##### DATA

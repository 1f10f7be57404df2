//! Jobs: pollable units of asynchronous maintenance work.
//!
//! A `Job` is a cheap, cloneable handle. The scheduler moves it through
//! its states, the job runner records progress and diagnostics on it, and
//! pollers read consistent snapshots of it.

use std::fmt;
use std::sync::{Arc, RwLock, RwLockReadGuard, RwLockWriteGuard};

use chrono::{DateTime, Utc};
use serde::{Deserialize, Serialize};
use ulid::Ulid;

use crate::MaintenanceOperation;

/// Unique, time-ordered job identifier.
#[derive(Debug, Clone, Copy, PartialEq, Eq, Hash, PartialOrd, Ord)]
pub struct JobId(Ulid);

impl JobId {
    pub fn new() -> Self {
        Self(Ulid::new())
    }
}

impl Default for JobId {
    fn default() -> Self {
        Self::new()
    }
}

impl fmt::Display for JobId {
    fn fmt(&self, f: &mut fmt::Formatter<'_>) -> fmt::Result {
        write!(f, "{}", self.0)
    }
}

/// Lifecycle state of a job. Moves only forward.
#[derive(Debug, Clone, Copy, PartialEq, Eq, PartialOrd, Ord, Serialize, Deserialize)]
#[serde(rename_all = "snake_case")]
pub enum JobState {
    Queued,
    Running,
    Finished,
}

/// Read-only copy of a job, handed to pollers.
#[derive(Debug, Clone)]
pub struct JobSnapshot {
    pub id: JobId,
    pub operation: String,
    pub state: JobState,
    pub failed: bool,
    pub processed: u64,
    pub messages: Vec<String>,
    pub submitted_at: DateTime<Utc>,
    pub started_at: Option<DateTime<Utc>>,
    pub finished_at: Option<DateTime<Utc>>,
}

impl JobSnapshot {
    pub fn is_finished(&self) -> bool {
        self.state == JobState::Finished
    }
}

#[derive(Debug)]
struct JobStatus {
    state: JobState,
    failed: bool,
    processed: u64,
    messages: Vec<String>,
    started_at: Option<DateTime<Utc>>,
    finished_at: Option<DateTime<Utc>>,
}

/// Shared handle to one job.
#[derive(Debug, Clone)]
pub struct Job {
    id: JobId,
    operation: String,
    submitted_at: DateTime<Utc>,
    status: Arc<RwLock<JobStatus>>,
}

impl Job {
    /// Create a queued job for the given operation.
    pub fn new(operation: &MaintenanceOperation) -> Self {
        Self {
            id: JobId::new(),
            operation: operation.to_string(),
            submitted_at: Utc::now(),
            status: Arc::new(RwLock::new(JobStatus {
                state: JobState::Queued,
                failed: false,
                processed: 0,
                messages: Vec::new(),
                started_at: None,
                finished_at: None,
            })),
        }
    }

    pub fn id(&self) -> JobId {
        self.id
    }

    pub fn operation(&self) -> &str {
        &self.operation
    }

    // A panic while a writer holds the lock leaves plain data behind, so a
    // poisoned lock is still safe to use.
    fn read(&self) -> RwLockReadGuard<'_, JobStatus> {
        self.status.read().unwrap_or_else(|e| e.into_inner())
    }

    fn write(&self) -> RwLockWriteGuard<'_, JobStatus> {
        self.status.write().unwrap_or_else(|e| e.into_inner())
    }

    pub fn state(&self) -> JobState {
        self.read().state
    }

    pub fn is_failed(&self) -> bool {
        self.read().failed
    }

    pub fn processed(&self) -> u64 {
        self.read().processed
    }

    pub fn finished_at(&self) -> Option<DateTime<Utc>> {
        self.read().finished_at
    }

    /// Move the job to `next`.
    ///
    /// Returns `false` (and changes nothing) if `next` is not strictly
    /// ahead of the current state.
    pub fn advance(&self, next: JobState) -> bool {
        let mut status = self.write();
        if next <= status.state {
            return false;
        }
        let now = Utc::now();
        if next >= JobState::Running && status.started_at.is_none() {
            status.started_at = Some(now);
        }
        if next == JobState::Finished {
            status.finished_at = Some(now);
        }
        status.state = next;
        true
    }

    /// Flag the job as failed. The flag is never cleared.
    pub fn mark_failed(&self) {
        self.write().failed = true;
    }

    pub fn set_processed(&self, processed: u64) {
        self.write().processed = processed;
    }

    /// Append a human-readable message to the job log.
    pub fn add_message(&self, message: impl Into<String>) {
        self.write().messages.push(message.into());
    }

    pub fn snapshot(&self) -> JobSnapshot {
        let status = self.read();
        JobSnapshot {
            id: self.id,
            operation: self.operation.clone(),
            state: status.state,
            failed: status.failed,
            processed: status.processed,
            messages: status.messages.clone(),
            submitted_at: self.submitted_at,
            started_at: status.started_at,
            finished_at: status.finished_at,
        }
    }
}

##########

TASK GOAL >> Your answer should be a single number: the count of lines in the listing that contain the word "JobSnapshot".

ANSWER BOX >> 4